For decades, we wanted the results without the effort. Then GLP-1s arrived. Initially a diabetes treatment, GLP-1s have quietly morphed into the most powerful theme in global healthcare; and arguably one of the biggest economic ripples of the decade.

Financial journals estimate the global obesity-drug market could reach ~US$100–105bn by 2030, with some forecasts extending to US$150bn by the mid-2030s, assuming pricing pressure doesn’t get political first.
GLP-1s work, and the market knows it. Their popularity has been fuelled by strong efficacy, cultural acceptance of medical weight loss, and easy access through direct-to-consumer telehealth platforms. The next frontier is convenience. In early 2026, Novo Nordisk launched an oral version of Wegovy, widening the addressable market to patients unwilling to use injections and reinforcing its patent-protected dominance.

But the growth of GLP-1s is also a consumer behaviour story, and the second order effects manifest across the whole economy.
Weight loss improves fertility outcomes. If GLP-1s expand access to effective weight management, fertility clinic demand could rise. A drug designed for metabolic control could influence demographics.

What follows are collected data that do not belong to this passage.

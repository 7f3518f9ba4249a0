//! Error taxonomy.
//!
//! The only fallible path in this crate is key comparison: keys are required
//! to be totally ordered with respect to each other, and two keys that cannot
//! be ordered (heterogeneous semantics, float NaN, ...) surface immediately
//! as [`Error::KeyNotComparable`] from whichever operation compared them.
//!
//! Absence is never an error: lookups, removals, and neighbor queries report
//! a missing key or neighbor as `None` / `false`, which is a normal outcome.

use thiserror::Error;

/// Errors produced by [`crate::SplayMultimap`] operations.
#[derive(Debug, Clone, Copy, PartialEq, Eq, Error)]
pub enum Error {
    /// Two keys could not be ordered relative to each other.
    ///
    /// This indicates misuse of the key type and is never retried; it
    /// propagates unchanged to the caller.
    #[error("keys are not comparable")]
    KeyNotComparable,
}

Airlines have openly acknowledged that weight matters. Every kilo on board burns fuel. If average passenger weight drops meaningfully over time, it’s not crazy to think that industry fuel bills fall at the margin.
Clothing retailers have long managed complex size curves. If millions of people drop two sizes over 18 months, that’s not just a health trend, it’s a wardrobe replacement cycle.
GLP-1s could simultaneously reduce acute costs and extend liability tails in the insurance industry. Food companies are reformulating products away from mindless snacks to functional fuel. High-margin sides and alcohol, the quiet profit engines of restaurant menus, may start to lose their appeal.
The list goes on.
The obvious trade was the drug makers. But, what’s potentially more interesting now are the second-order effects most models still treat as noise. The snack margins, the insurance claims ratios, the airline fuel lines, the alcohol volumes. None of those show up neatly in next quarter’s guidance. But they compound.
The opportunity isn’t in buying what’s already repriced. It’s in asking: “If this adoption curve sticks… whose earnings assumptions are quietly wrong?”